REQUIRED ACTION:
Even if the data beneath seems repetitive, write it all out again exactly.

[PROVIDED DATA — start]

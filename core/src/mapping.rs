//! Name resolution: the rule arena and the reference checker.

use crate::rule::{Definition, Rule, RuleTree};
use crate::JcrError;
use std::collections::HashMap;
use std::sync::Arc;
use tracing::debug;

/// Flat name → rule arena.
///
/// Rules reference each other by name and are looked up here at evaluation
/// time, so mutually recursive rules never expand eagerly. Imported rules
/// live in the same namespace under `alias.name`.
///
/// # INV (Dijkstra): a mapping is never mutated while an evaluation borrows it.
#[derive(Debug, Clone, Default)]
pub struct Mapping {
    rules: HashMap<String, Arc<Rule>>,
}

impl Mapping {
    /// Create an empty mapping.
    #[must_use]
    pub fn new() -> Self {
        Self::default()
    }

    /// Look up a rule by name.
    #[must_use]
    pub fn get(&self, name: &str) -> Option<&Arc<Rule>> {
        self.rules.get(name)
    }

    /// Returns `true` if a rule with this name exists.
    #[must_use]
    pub fn contains(&self, name: &str) -> bool {
        self.rules.contains_key(name)
    }

    /// Number of named rules.
    #[must_use]
    pub fn len(&self) -> usize {
        self.rules.len()
    }

    /// Returns `true` if no rules are named.
    #[must_use]
    pub fn is_empty(&self) -> bool {
        self.rules.is_empty()
    }

    /// Rule names, unordered.
    pub fn names(&self) -> impl Iterator<Item = &str> {
        self.rules.keys().map(String::as_str)
    }

    /// Insert a named rule, replacing any rule of the same name.
    ///
    /// Unnamed rules are ignored.
    pub fn insert(&mut self, rule: Arc<Rule>) {
        if let Some(name) = &rule.name {
            self.rules.insert(name.clone(), rule);
        }
    }

    /// Merge `other` into `self`.
    ///
    /// With `replace`, entries of `other` win on collision; otherwise the
    /// existing entries are kept.
    pub fn merge(&mut self, other: &Mapping, replace: bool) {
        for (name, rule) in &other.rules {
            if replace || !self.rules.contains_key(name) {
                self.rules.insert(name.clone(), Arc::clone(rule));
            }
        }
    }

    /// Follow a reference chain to the first non-reference rule.
    ///
    /// Also returns how many `@{not}` annotations sit on the references
    /// along the way (the leaf's own annotations are not counted).
    /// Returns `None` for a dangling reference or a reference cycle.
    #[must_use]
    pub fn dereference<'a>(&'a self, rule: &'a Rule) -> Option<(&'a Rule, usize)> {
        let mut current = rule;
        let mut nots = 0;
        let mut hops = 0;
        while let Definition::TargetReference(name) = &current.definition {
            if current.annotations.is_not() {
                nots += 1;
            }
            hops += 1;
            if hops > self.rules.len() {
                return None;
            }
            current = self.rules.get(name)?;
        }
        Some((current, nots))
    }
}

/// Build the name mapping for a tree.
///
/// # Errors
///
/// Returns [`JcrError::DuplicateRuleName`] when two rules share a name and
/// `override_allowed` is off. With it on, the later definition wins.
pub fn resolve(tree: &RuleTree, override_allowed: bool) -> Result<Mapping, JcrError> {
    let mut mapping = Mapping::new();
    for rule in tree.rules() {
        let Some(name) = &rule.name else { continue };
        if mapping.contains(name) && !override_allowed {
            return Err(JcrError::DuplicateRuleName {
                name: name.clone(),
                line: rule.position.line,
                column: rule.position.column,
            });
        }
        mapping.insert(Arc::new(rule.clone()));
    }
    debug!(rules = mapping.len(), override_allowed, "resolved rule names");
    Ok(mapping)
}

/// Check that every `$name` in the tree resolves.
///
/// # Errors
///
/// Returns [`JcrError::UnresolvedReference`] for the first dangling
/// reference, with the reference's position.
pub fn check_references(tree: &RuleTree, mapping: &Mapping) -> Result<(), JcrError> {
    let mut missing = None;
    for rule in tree.rules() {
        rule.walk(&mut |node| {
            if missing.is_some() {
                return;
            }
            if let Definition::TargetReference(name) = &node.definition {
                if !mapping.contains(name) {
                    missing = Some(JcrError::UnresolvedReference {
                        name: name.clone(),
                        line: node.position.line,
                        column: node.position.column,
                    });
                }
            }
        });
        if let Some(err) = missing.take() {
            return Err(err);
        }
    }
    Ok(())
}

[PROVIDED DATA — finish]

THE COMPLETED TASK:
filename core/src/mapping.rs
//! Name resolution: the rule arena and the reference checker.

use crate::rule::{Definition, Rule, RuleTree};
use crate::JcrError;
use std::collections::HashMap;
use std::sync::Arc;
use tracing::debug;

/// Flat name → rule arena.
///
/// Rules reference each other by name and are looked up here at evaluation
/// time, so mutually recursive rules never expand eagerly. Imported rules
/// live in the same namespace under `alias.name`.
///
/// # INV (Dijkstra): a mapping is never mutated while an evaluation borrows it.
#[derive(Debug, Clone, Default)]
pub struct Mapping {
    rules: HashMap<String, Arc<Rule>>,
}

impl Mapping {
    /// Create an empty mapping.
    #[must_use]
    pub fn new() -> Self {
        Self::default()
    }

    /// Look up a rule by name.
    #[must_use]
    pub fn get(&self, name: &str) -> Option<&Arc<Rule>> {
        self.rules.get(name)
    }

    /// Returns `true` if a rule with this name exists.
    #[must_use]
    pub fn contains(&self, name: &str) -> bool {
        self.rules.contains_key(name)
    }

    /// Number of named rules.
    #[must_use]
    pub fn len(&self) -> usize {
        self.rules.len()
    }

    /// Returns `true` if no rules are named.
    #[must_use]
    pub fn is_empty(&self) -> bool {
        self.rules.is_empty()
    }

    /// Rule names, unordered.
    pub fn names(&self) -> impl Iterator<Item = &str> {
        self.rules.keys().map(String::as_str)
    }

    /// Insert a named rule, replacing any rule of the same name.
    ///
    /// Unnamed rules are ignored.
    pub fn insert(&mut self, rule: Arc<Rule>) {
        if let Some(name) = &rule.name {
            self.rules.insert(name.clone(), rule);
        }
    }

    /// Merge `other` into `self`.
    ///
    /// With `replace`, entries of `other` win on collision; otherwise the
    /// existing entries are kept.
    pub fn merge(&mut self, other: &Mapping, replace: bool) {
        for (name, rule) in &other.rules {
            if replace || !self.rules.contains_key(name) {
                self.rules.insert(name.clone(), Arc::clone(rule));
            }
        }
    }

    /// Follow a reference chain to the first non-reference rule.
    ///
    /// Also returns how many `@{not}` annotations sit on the references
    /// along the way (the leaf's own annotations are not counted).
    /// Returns `None` for a dangling reference or a reference cycle.
    #[must_use]
    pub fn dereference<'a>(&'a self, rule: &'a Rule) -> Option<(&'a Rule, usize)> {
        let mut current = rule;
        let mut nots = 0;
        let mut hops = 0;
        while let Definition::TargetReference(name) = &current.definition {
            if current.annotations.is_not() {
                nots += 1;
            }
            hops += 1;
            if hops > self.rules.len() {
                return None;
            }
            current = self.rules.get(name)?;
        }
        Some((current, nots))
    }
}

/// Build the name mapping for a tree.
///
/// # Errors
///
/// Returns [`JcrError::DuplicateRuleName`] when two rules share a name and
/// `override_allowed` is off. With it on, the later definition wins.
pub fn resolve(tree: &RuleTree, override_allowed: bool) -> Result<Mapping, JcrError> {
    let mut mapping = Mapping::new();
    for rule in tree.rules() {
        let Some(name) = &rule.name else { continue };
        if mapping.contains(name) && !override_allowed {
            return Err(JcrError::DuplicateRuleName {
                name: name.clone(),
                line: rule.position.line,
                column: rule.position.column,
            });
        }
        mapping.insert(Arc::new(rule.clone()));
    }
    debug!(rules = mapping.len(), override_allowed, "resolved rule names");
    Ok(mapping)
}

/// Check that every `$name` in the tree resolves.
///
/// # Errors
///
/// Returns [`JcrError::UnresolvedReference`] for the first dangling
/// reference, with the reference's position.
pub fn check_references(tree: &RuleTree, mapping: &Mapping) -> Result<(), JcrError> {
    let mut missing = None;
    for rule in tree.rules() {
        rule.walk(&mut |node| {
            if missing.is_some() {
                return;
            }
            if let Definition::TargetReference(name) = &node.definition {
                if !mapping.contains(name) {
                    missing = Some(JcrError::UnresolvedReference {
                        name: name.clone(),
                        line: node.position.line,
                        column: node.position.column,
                    });
                }
            }
        });
        if let Some(err) = missing.take() {
            return Err(err);
        }
    }
    Ok(())
}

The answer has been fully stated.